Reaching his office, House threw the door open and walked across to his desk. He picked up a pile of letters that had been delivered during his clinic rotation and started sorting through them. He tossed the first few letters into the trash and glanced up when he realised Wilson was standing in the middle of his office, his hands on his hips.

"What?" House demanded.

"Admit it," Wilson repeated. "You care."

"About what? My mail? I don't give a crap about my mail." He held up another envelope and waved it before sending it sailing into the trash.

"About Cuddy. That's why you've been acting like such a jerk this past week. You're worried."

"I'm acting like a jerk because my leg hurts."

"No, you act like a jerk on a twenty-four hour basis, but you act like a complete jerk when something matters to you."

"What's your point?"

"My point is that your priorities have changed and you're trying to pretend they haven't."

"My priorities are exactly the same as they always were."

"Right," Wilson agreed dryly. "Which explains why you were at Cuddy's place last night, trying to help her cope with the baby instead of telling her to deal with it. Or better yet, not going at all."

"What does it matter to you what my priorities are?"

"Because whether you like it or not, Eva is your daughter. You must feel something about that."

"Nope. I cleverly don't have things like feelings."

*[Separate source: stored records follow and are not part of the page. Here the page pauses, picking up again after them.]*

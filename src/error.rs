use std::path::PathBuf;

/// Rejected session or stored configuration.
#[derive(Debug, thiserror::Error)]
pub enum ConfigError {
    #[error("invalid tempo {0} bpm: must be a positive, finite number")]
    InvalidBpm(f64),
    #[error("invalid session duration {0}s: must be at least one second")]
    InvalidDuration(u64),
    #[error("failed to access config at {path}: {source}")]
    Io {
        path: PathBuf,
        #[source]
        source: std::io::Error,
    },
    #[error("failed to parse config: {0}")]
    Json(#[from] serde_json::Error),
}

/// Errors emitted when configuring the log subscriber.
#[derive(Debug, thiserror::Error)]
pub enum LoggingError {
    #[error("no state directory available for the log file")]
    NoStateDir,
    #[error("failed to open log file {path}: {source}")]
    Open {
        path: PathBuf,
        #[source]
        source: std::io::Error,
    },
    #[error("a global subscriber is already installed")]
    AlreadyInitialised,
}
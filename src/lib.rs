// Library surface: the tempo analysis engine plus the terminal front end,
// kept here so headless and integration tests can drive it without a TTY.
pub mod accuracy;
pub mod app;
pub mod app_dirs;
pub mod classifier;
pub mod config;
pub mod error;
pub mod logging;
pub mod metronome;
pub mod pid;
pub mod runtime;
pub mod session;
pub mod summary;
pub mod taps;
pub mod time_series;
pub mod ui;
pub mod util;

pub use app::{App, AppState};
pub use session::{Session, SessionConfig, TapOutcome};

"So, why'd you stick around last night?"

"Leaving a starving baby in the company of a woman who can't get her act together to feed it would've been illogical."

"Except, according to you, you don't care about Cuddy and you don't care about Eva, which makes your argument about what's logical illogical."

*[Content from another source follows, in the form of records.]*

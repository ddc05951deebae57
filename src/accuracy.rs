use crate::util::mean;

/// Accuracy of one interval as a percentage in `[0, 100]`.
///
/// An interval that misses the target by a full target interval or more
/// scores zero.
pub fn interval_accuracy(interval_ms: f64, target_ms: f64) -> f64 {
    let error_percent = (interval_ms - target_ms).abs() / target_ms;
    ((1.0 - error_percent).max(0.0) * 100.0).clamp(0.0, 100.0)
}

/// Per-tap accuracy history with a full-session cumulative mean.
#[derive(Debug, Clone, Default, PartialEq)]
pub struct AccuracyScorer {
    history: Vec<f64>,
}

impl AccuracyScorer {
    pub fn new() -> Self {
        Self::default()
    }

    /// Score an interval and append it to the history. One call per tap.
    pub fn record(&mut self, interval_ms: f64, target_ms: f64) -> f64 {
        let accuracy = interval_accuracy(interval_ms, target_ms);
        self.history.push(accuracy);
        accuracy
    }

    pub fn last(&self) -> Option<f64> {
        self.history.last().copied()
    }

    /// Mean of every score recorded this session.
    pub fn running(&self) -> Option<f64> {
        mean(&self.history)
    }

    pub fn history(&self) -> &[f64] {
        &self.history
    }

    pub fn reset(&mut self) {
        self.history.clear();
    }
}

#[cfg(test)]
mod tests {
    use super::*;

    fn approx(a: f64, b: f64) -> bool {
        (a - b).abs() < 1e-9
    }

    #[test]
    fn test_exact_interval_is_perfect() {
        assert_eq!(interval_accuracy(500.0, 500.0), 100.0);
    }

    #[test]
    fn test_accuracy_is_symmetric() {
        assert!(approx(interval_accuracy(510.0, 500.0), 98.0));
        assert!(approx(interval_accuracy(490.0, 500.0), 98.0));
        assert!(approx(interval_accuracy(250.0, 500.0), 50.0));
    }

    #[test]
    fn test_accuracy_floors_at_zero() {
        assert_eq!(interval_accuracy(1000.0, 500.0), 0.0);
        assert_eq!(interval_accuracy(1700.0, 500.0), 0.0);
        assert_eq!(interval_accuracy(-200.0, 500.0), 0.0);
    }

    #[test]
    fn test_empty_scorer_has_no_data() {
        let scorer = AccuracyScorer::new();
        assert_eq!(scorer.last(), None);
        assert_eq!(scorer.running(), None);
    }

    #[test]
    fn test_running_is_cumulative_mean() {
        let mut scorer = AccuracyScorer::new();
        scorer.record(500.0, 500.0);
        scorer.record(250.0, 500.0);
        assert!(approx(scorer.running().unwrap(), 75.0));

        scorer.record(500.0, 500.0);
        scorer.record(500.0, 500.0);
        assert!(approx(scorer.running().unwrap(), 87.5));
        assert_eq!(scorer.history().len(), 4);
        assert_eq!(scorer.last(), Some(100.0));
    }

    #[test]
    fn test_reset_clears_history() {
        let mut scorer = AccuracyScorer::new();
        scorer.record(520.0, 500.0);
        scorer.reset();
        assert!(scorer.history().is_empty());
        assert_eq!(scorer.running(), None);
    }
}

"Do you really think repeating the kid's name is going to make me suddenly care?"

"You wouldn't have shown up in the first place if you didn't care, House."

He tossed another letter in the trash. "Whatever. Point is, if Cuddy can't cope, that's her problem. Besides, she's got you. You love fussing around people who can't stop crying. Why would she need me?"

"Because you matter to her."

House stared at Wilson for a moment, then looked down. "Well, that's stupid of her."

"And she matters to you."

"Only I matter to me."

Wilson sighed. "House, she's not coping."

"She'll get over it. It's just hormones. She'll be fine in a week or two."

"And what if she isn't?"

House dropped the last letter in the trash. "She'll be fine."